The Optimus M ships with a 1,500 mAh battery and performance was pretty standard. With moderate use for web browsing, downloading apps, and having widgets and apps running in the background, the battery lasted one full day before I had to charge it again. It did seem to take slightly longer to charge than other smartphones that I've used. Charging it overnight wasn't a problem because I could let it sit as long as it needed to, but if I only had a half-hour or hour to spare, it wouldn't do much for the battery.


The Optimus M is a great option for MetroPCS customers and should definitely not be brushed off as a cheap low-end smartphone. The overall build of the phone, processor performance, and custom UI by LG come together excellently and make for a very pleasant experience. Unfortunately, if you don't like custom UIs and prefer stock Android, MetroPCS currently has no options for you, but LG's skin isn't too heavy and really the only thing you'll notice is the dock at the bottom of the homescreen.

The Optimus M also has a somewhat reasonable price tag of $229. It may seem like a lot, but it's only about $30 more than what you would pay for a smartphone on-contract with another carrier, but you don't have to worry about the contract.

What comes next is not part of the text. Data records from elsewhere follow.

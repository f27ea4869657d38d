//! Top Shipper Report
//!
//! The shipper that carried the most revenue, with its share of total
//! revenue. Equal revenue goes to the lowest shipper id.

use std::collections::{BTreeMap, BTreeSet};

use rust_decimal::Decimal;

use super::revenue::{index_by, join_lines, top_entry, total_revenue};
use super::{Cell, Column, ColumnKind, Report, ReportKind, ReportOptions, ReportTable};
use crate::error::NorthwindResult;
use crate::models::{Money, OrderId, ShipperId};
use crate::storage::{Dataset, MissingTable};

const COLUMNS: [Column; 5] = [
    Column::new("shipper_id", "ID", ColumnKind::Integer),
    Column::new("company_name", "Shipper", ColumnKind::Text),
    Column::new("order_count", "Orders", ColumnKind::Integer),
    Column::new("revenue", "Revenue", ColumnKind::Money),
    Column::new("share_pct", "Share %", ColumnKind::Percent),
];

#[derive(Debug, Clone, PartialEq)]
pub struct ShipperRevenueRow {
    pub shipper_id: ShipperId,
    pub company_name: String,
    pub order_count: usize,
    pub revenue: Money,
    /// `None` when total revenue is zero
    pub share_pct: Option<Decimal>,
}

#[derive(Debug, Clone)]
pub struct TopShipperReport {
    pub total_revenue: Money,
    /// `None` when no order was shipped by a known shipper
    pub top: Option<ShipperRevenueRow>,
}

/// Revenue and distinct orders per known shipper
pub fn revenue_by_shipper(
    dataset: &Dataset,
) -> Result<BTreeMap<ShipperId, (Money, usize)>, MissingTable> {
    let shippers = index_by(dataset.shippers()?, |s| s.shipper_id);
    let facts = join_lines(dataset.orders()?, dataset.order_details()?);

    let mut totals: BTreeMap<ShipperId, (Money, BTreeSet<OrderId>)> = BTreeMap::new();
    for fact in facts
        .iter()
        .filter(|f| shippers.contains_key(&f.order.ship_via))
    {
        let entry = totals.entry(fact.order.ship_via).or_default();
        entry.0 += fact.revenue;
        entry.1.insert(fact.order.order_id);
    }

    Ok(totals
        .into_iter()
        .map(|(id, (revenue, orders))| (id, (revenue, orders.len())))
        .collect())
}

impl TopShipperReport {
    fn build(dataset: &Dataset) -> Result<Self, MissingTable> {
        let shippers = index_by(dataset.shippers()?, |s| s.shipper_id);
        let total = total_revenue(dataset.order_details()?);
        let by_shipper = revenue_by_shipper(dataset)?;

        let top = top_entry(by_shipper.iter().map(|(id, (revenue, _))| (*id, *revenue)))
            .and_then(|(shipper_id, revenue)| {
                let shipper = shippers.get(&shipper_id)?;
                let order_count = by_shipper.get(&shipper_id).map_or(0, |(_, count)| *count);
                Some(ShipperRevenueRow {
                    shipper_id,
                    company_name: shipper.company_name.clone(),
                    order_count,
                    revenue,
                    share_pct: revenue.percentage_of(total),
                })
            });

        Ok(Self {
            total_revenue: total,
            top,
        })
    }
}

impl Report for TopShipperReport {
    const KIND: ReportKind = ReportKind::TopShipper;

    fn generate(dataset: &Dataset, _options: &ReportOptions) -> NorthwindResult<Self> {
        Self::build(dataset).map_err(|e| e.in_report(Self::KIND.name()))
    }

    fn to_table(&self) -> ReportTable {
        let mut table = ReportTable::new(Self::KIND, &COLUMNS);
        if let Some(row) = &self.top {
            table.push_row(vec![
                Cell::Integer(i64::from(row.shipper_id.get())),
                Cell::text(&row.company_name),
                Cell::count(row.order_count),
                Cell::Money(row.revenue),
                Cell::opt_percent(row.share_pct),
            ]);
        }
        table
    }
}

Definitely check this one out if you're a MetroPCS customer and are in the market for an Android smartphone.



The Good: Speedy processor performance; Stylish design; LG custom UI adds nice visual touches to stock Android.

The Bad: Pre-loaded with a lot of carrier "bloatware"; Data speeds were not the best.

The Verdict: The Optimus M is an excellent mid-range smartphone that greatly exceeded my expectations.